Case Study 2: Factivity and Projection
While vagueness involves expected gradience, factivity presents a puzzle. Traditional theory treats factivity as discrete—predicates either trigger presuppositions or they don’t (Kiparsky and Kiparsky 1970; Karttunen 1971).1 Yet experimental data reveals pervasive gradience.
A predicate is factive if it triggers inferences about its complement that project through entailment-canceling operators. Love appears factive because Mo left is inferrable from the standard family of sentences in (10)–(12):
- Jo loves that Mo left.
- Jo doesn’t love that Mo left.
- Does Jo love that Mo left?
But when White and Rawlins (2018) (discussed above) and Degen and Tonhauser (2022) collected projection judgments at scale, they found continuous variation (Xue and Onea 2011; Smith and Hall 2011; Djärv and Bacovcin 2017 also observe similar patterns). Qualitatively, Degen and Tonhauser (2022) argue that there is no clear line separates factive from non-factive predicates. Mean projection ratings vary continuously from pretend (lowest) to be annoyed (highest).
This gradience poses a theoretical challenge (Simons 2007; Simons et al. 2010, 2017; Tonhauser, Beaver, and Degen 2018).
Kane, Gantt, and White (2022) later showed that this gradience is likely due to task effects. They demonstrate that when one applies a clustering model to these data that accounts for noise due to various factors, many of the standard subclasses of factives pop out.
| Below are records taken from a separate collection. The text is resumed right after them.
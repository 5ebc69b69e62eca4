//! The seam to the source-scanning collaborator.
//!
//! Whatever walks the syntax tree of a workflow implements [`IntoMetadata`].
//! [`WorkflowSource`] is a ready-made implementation for detectors that emit
//! their findings as JSON:
//!
//! ```json
//! {
//!   "workflow": "MoneyTransfer",
//!   "calls": [
//!     { "kind": "activity", "name": "withdrawFunds", "line": 12 },
//!     { "kind": "decision", "name": "NeedToConvert", "line": 14 },
//!     { "kind": "activity", "name": "currencyConvert", "line": 15,
//!       "when": [{ "branch": "NeedToConvert", "value": true }] },
//!     { "kind": "external_signal", "name": "ship_order", "line": 20,
//!       "target": "shipping-{*}" }
//!   ]
//! }
//! ```

use crate::error::ParseError;
use crate::model::{BranchHandle, Guard, MetadataBuilder, TargetPattern, WorkflowMetadata};
use serde::Deserialize;

/// Converts a detector's findings into [`WorkflowMetadata`].
pub trait IntoMetadata {
    fn into_metadata(self) -> Result<WorkflowMetadata, ParseError>;
}

impl IntoMetadata for WorkflowMetadata {
    fn into_metadata(self) -> Result<WorkflowMetadata, ParseError> {
        self.validate()?;
        Ok(self)
    }
}

#[derive(Debug, Clone, Copy, PartialEq, Eq, Deserialize)]
#[serde(rename_all = "snake_case")]
pub enum CallKind {
    Activity,
    Decision,
    SignalWait,
    ChildWorkflow,
    ExternalSignal,
}

/// Reference to an enclosing branch point, by name or `name@line`.
#[derive(Debug, Clone, Deserialize)]
pub struct WhenClause {
    pub branch: String,
    pub value: bool,
}

#[derive(Debug, Clone, Deserialize)]
pub struct DetectedCall {
    pub kind: CallKind,
    pub line: u32,
    #[serde(default)]
    pub name: Option<String>,
    #[serde(default)]
    pub when: Vec<WhenClause>,
    /// Set when the detector could not establish which branch the call is in.
    #[serde(default)]
    pub membership_unknown: bool,
    #[serde(default)]
    pub condition: Option<String>,
    #[serde(default)]
    pub timeout: Option<String>,
    #[serde(default)]
    pub target: Option<String>,
    #[serde(default)]
    pub true_label: Option<String>,
    #[serde(default)]
    pub false_label: Option<String>,
}

#[derive(Debug, Clone, Deserialize)]
pub struct WorkflowSource {
    pub workflow: String,
    pub calls: Vec<DetectedCall>,
}

impl WorkflowSource {
    pub fn from_json(json: &str) -> Result<Self, ParseError> {
        serde_json::from_str(json).map_err(|e| ParseError::InvalidDocument(e.to_string()))
    }
}

struct Declared {
    name: String,
    line: u32,
    handle: BranchHandle,
}

impl IntoMetadata for WorkflowSource {
    fn into_metadata(self) -> Result<WorkflowMetadata, ParseError> {
        let mut builder = MetadataBuilder::new(self.workflow);
        let mut declared: Vec<Declared> = Vec::new();

        let mut calls = self.calls;
        calls.sort_by_key(|c| c.line);

        for call in calls {
            let name = require(call.name.as_deref(), &call, "name")?.to_string();
            let guard = resolve_guard(&call, &declared)?;

            match call.kind {
                CallKind::Activity => {
                    builder.activity(name, call.line, guard);
                }
                CallKind::ChildWorkflow => {
                    builder.child_workflow(name, call.line, guard);
                }
                CallKind::ExternalSignal => {
                    let target = TargetPattern::classify(call.target.as_deref());
                    builder.external_signal(name, target, call.line, guard);
                }
                CallKind::Decision => {
                    let handle = builder.decision(name.clone(), call.line, guard);
                    declared.push(Declared {
                        name,
                        line: call.line,
                        handle,
                    });
                }
                CallKind::SignalWait => {
                    let condition = require(call.condition.as_deref(), &call, "condition")?;
                    let timeout = require(call.timeout.as_deref(), &call, "timeout")?;
                    let handle =
                        builder.signal_wait(name.clone(), call.line, condition, timeout, guard);
                    if let (Some(t), Some(f)) = (&call.true_label, &call.false_label) {
                        builder.branch_labels(handle, t.clone(), f.clone());
                    }
                    declared.push(Declared {
                        name,
                        line: call.line,
                        handle,
                    });
                }
            }
        }

        Ok(builder.finish()?)
    }
}

fn require<'c>(
    value: Option<&'c str>,
    call: &DetectedCall,
    argument: &str,
) -> Result<&'c str, ParseError> {
    value
        .filter(|v| !v.trim().is_empty())
        .ok_or_else(|| ParseError::MissingArgument {
            line: call.line,
            call: call_name(call),
            argument: argument.to_string(),
        })
}

fn call_name(call: &DetectedCall) -> String {
    match call.kind {
        CallKind::Activity => "execute_activity",
        CallKind::Decision => "to_decision",
        CallKind::SignalWait => "wait_condition",
        CallKind::ChildWorkflow => "execute_child_workflow",
        CallKind::ExternalSignal => "signal",
    }
    .to_string()
}

/// Conditions may only reference branch points declared up to the call's line. A bare name
/// resolves to the closest earlier branch point with that name.
fn resolve_guard(call: &DetectedCall, declared: &[Declared]) -> Result<Guard, ParseError> {
    if call.membership_unknown {
        return Ok(Guard::Unknown);
    }
    let mut guard = Guard::Always;
    for clause in &call.when {
        let (name, line) = match clause.branch.rsplit_once('@') {
            Some((name, line)) => match line.parse::<u32>() {
                Ok(line) => (name, Some(line)),
                Err(_) => (clause.branch.as_str(), None),
            },
            None => (clause.branch.as_str(), None),
        };
        let found = declared
            .iter()
            .rev()
            .filter(|d| d.line <= call.line)
            .find(|d| d.name == name && line.is_none_or(|l| l == d.line))
            .ok_or_else(|| ParseError::UnknownBranch {
                line: call.line,
                reference: clause.branch.clone(),
            })?;
        guard = guard.and(found.handle, clause.value);
    }
    Ok(guard)
}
Some of these subclasses–e.g. the cognitive factives, which Karttunen (1971) observes to not always give rise factivity–appear to themselves be associated with non-necessary factive inferences.
In this case study, we’ll focus on understanding what gives rise to this gradience. We’ll consider two hypotheses that PDS allows us to state precisely and test against the data collected by Degen and Tonhauser (2021), which uses the same experimental paradigm as Degen and Tonhauser (2022):
The Fundamental Discreteness Hypothesis: Factivity remains discrete; gradience reflects: - Multiple predicate senses (factive and non-factive variants) - Structural ambiguity affecting projection (Varlokosta 1994; Giannakidou 1998, 1999, 2009; Roussou 2010; Farudi 2007; Abrusán 2011; Kastner 2015; Ozyildiz 2017) - Contextual variation in whether complements are at-issue (Simons et al. 2017; Roberts and Simons 2024; Qing, Goodman, and Lassiter 2016)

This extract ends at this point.